→ **Requirement**
Send back exactly the lines from the opening line of the records below through the one with "pub enum EnrollmentError".

→ **Supplied material**

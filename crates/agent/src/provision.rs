//! Two-phase enrollment with the cloud service.
//!
//! Phase A issues a player key and a human-readable registration code.
//! Phase B polls for the mTLS material until a human completes registration
//! on the companion site, then installs everything atomically enough that a
//! reader either sees the full set or treats the device as unregistered.

use std::time::Duration;

use async_trait::async_trait;
use makapix_proto::{CredentialsResponse, PlayerKey, ProvisionRequest, ProvisionResponse};
use thiserror::Error;

/// Poll period for phase B.
pub const CREDENTIAL_POLL_PERIOD: Duration = Duration::from_secs(3);
/// Poll cap: 300 polls at 3 s matches the 15-minute code expiry.
pub const CREDENTIAL_POLL_CAP: u32 = 300;

/// Errors from the enrollment API.
#[derive(Debug, Error)]
pub enum EnrollmentError {
	/// Transport-level failure.
	#[error("enrollment transport error: {0}")]
	Transport(String),

	/// Unexpected HTTP status.
	#[error("enrollment service returned status {0}")]
	Status(u16),

	/// Body did not decode.
	#[error("malformed enrollment response: {0}")]
	Decode(String),
}

/// Outcome of one credential poll.
#[derive(Debug)]
pub enum CredentialOutcome {
	/// Registration complete; material delivered.
	Ready(Box<CredentialsResponse>),
	/// The human has not finished registration yet. Keep polling.
	Pending,
}

/// The enrollment HTTP API, seen from the core.
#[async_trait]
pub trait EnrollmentApi: Send + Sync {
	/// `POST /provision`: issue an identity and registration code.
	async fn provision(
		&self,
		request: &ProvisionRequest,
	) -> Result<ProvisionResponse, EnrollmentError>;

	/// `GET /player/{player_key}/credentials`: fetch mTLS material.
	/// A 404 maps to [`CredentialOutcome::Pending`].
	async fn credentials(&self, key: &PlayerKey) -> Result<CredentialOutcome, EnrollmentError>;
}

/// Production enrollment client over HTTPS.
pub struct HttpEnrollment {
	base_url: String,
	client: reqwest::Client,
}

impl HttpEnrollment {
	/// Build a client for a base URL (no trailing slash).
	#[must_use]
	pub fn new(base_url: impl Into<String>) -> Self {
		Self {
			base_url: base_url.into(),
			client: reqwest::Client::new(),
		}
	}
}

#[async_trait]
impl EnrollmentApi for HttpEnrollment {
	async fn provision(
		&self,
		request: &ProvisionRequest,
	) -> Result<ProvisionResponse, EnrollmentError> {
		let url = format!("{}/provision", self.base_url);
		let response = self
			.client
			.post(&url)
			.json(request)
			.send()
			.await
			.map_err(|e| EnrollmentError::Transport(e.to_string()))?;

		let status = response.status();
		if !status.is_success() {
			return Err(EnrollmentError::Status(status.as_u16()));
		}
		response
			.json()
			.await
			.map_err(|e| EnrollmentError::Decode(e.to_string()))
	}

	async fn credentials(&self, key: &PlayerKey) -> Result<CredentialOutcome, EnrollmentError> {
		let url = format!("{}/player/{key}/credentials", self.base_url);
		let response = self
			.client
			.get(&url)
			.send()
			.await
			.map_err(|e| EnrollmentError::Transport(e.to_string()))?;

		let status = response.status();
		if status.as_u16() == 404 {
			return Ok(CredentialOutcome::Pending);
		}
		if !status.is_success() {
			return Err(EnrollmentError::Status(status.as_u16()));
		}
		let creds: CredentialsResponse = response
			.json()
			.await
			.map_err(|e| EnrollmentError::Decode(e.to_string()))?;
		Ok(CredentialOutcome::Ready(Box::new(creds)))
	}
}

→ **Task output**
filename crates/agent/src/provision.rs
//! Two-phase enrollment with the cloud service.
//!
//! Phase A issues a player key and a human-readable registration code.
//! Phase B polls for the mTLS material until a human completes registration
//! on the companion site, then installs everything atomically enough that a
//! reader either sees the full set or treats the device as unregistered.

use std::time::Duration;

use async_trait::async_trait;
use makapix_proto::{CredentialsResponse, PlayerKey, ProvisionRequest, ProvisionResponse};
use thiserror::Error;

/// Poll period for phase B.
pub const CREDENTIAL_POLL_PERIOD: Duration = Duration::from_secs(3);
/// Poll cap: 300 polls at 3 s matches the 15-minute code expiry.
pub const CREDENTIAL_POLL_CAP: u32 = 300;

/// Errors from the enrollment API.
#[derive(Debug, Error)]
pub enum EnrollmentError {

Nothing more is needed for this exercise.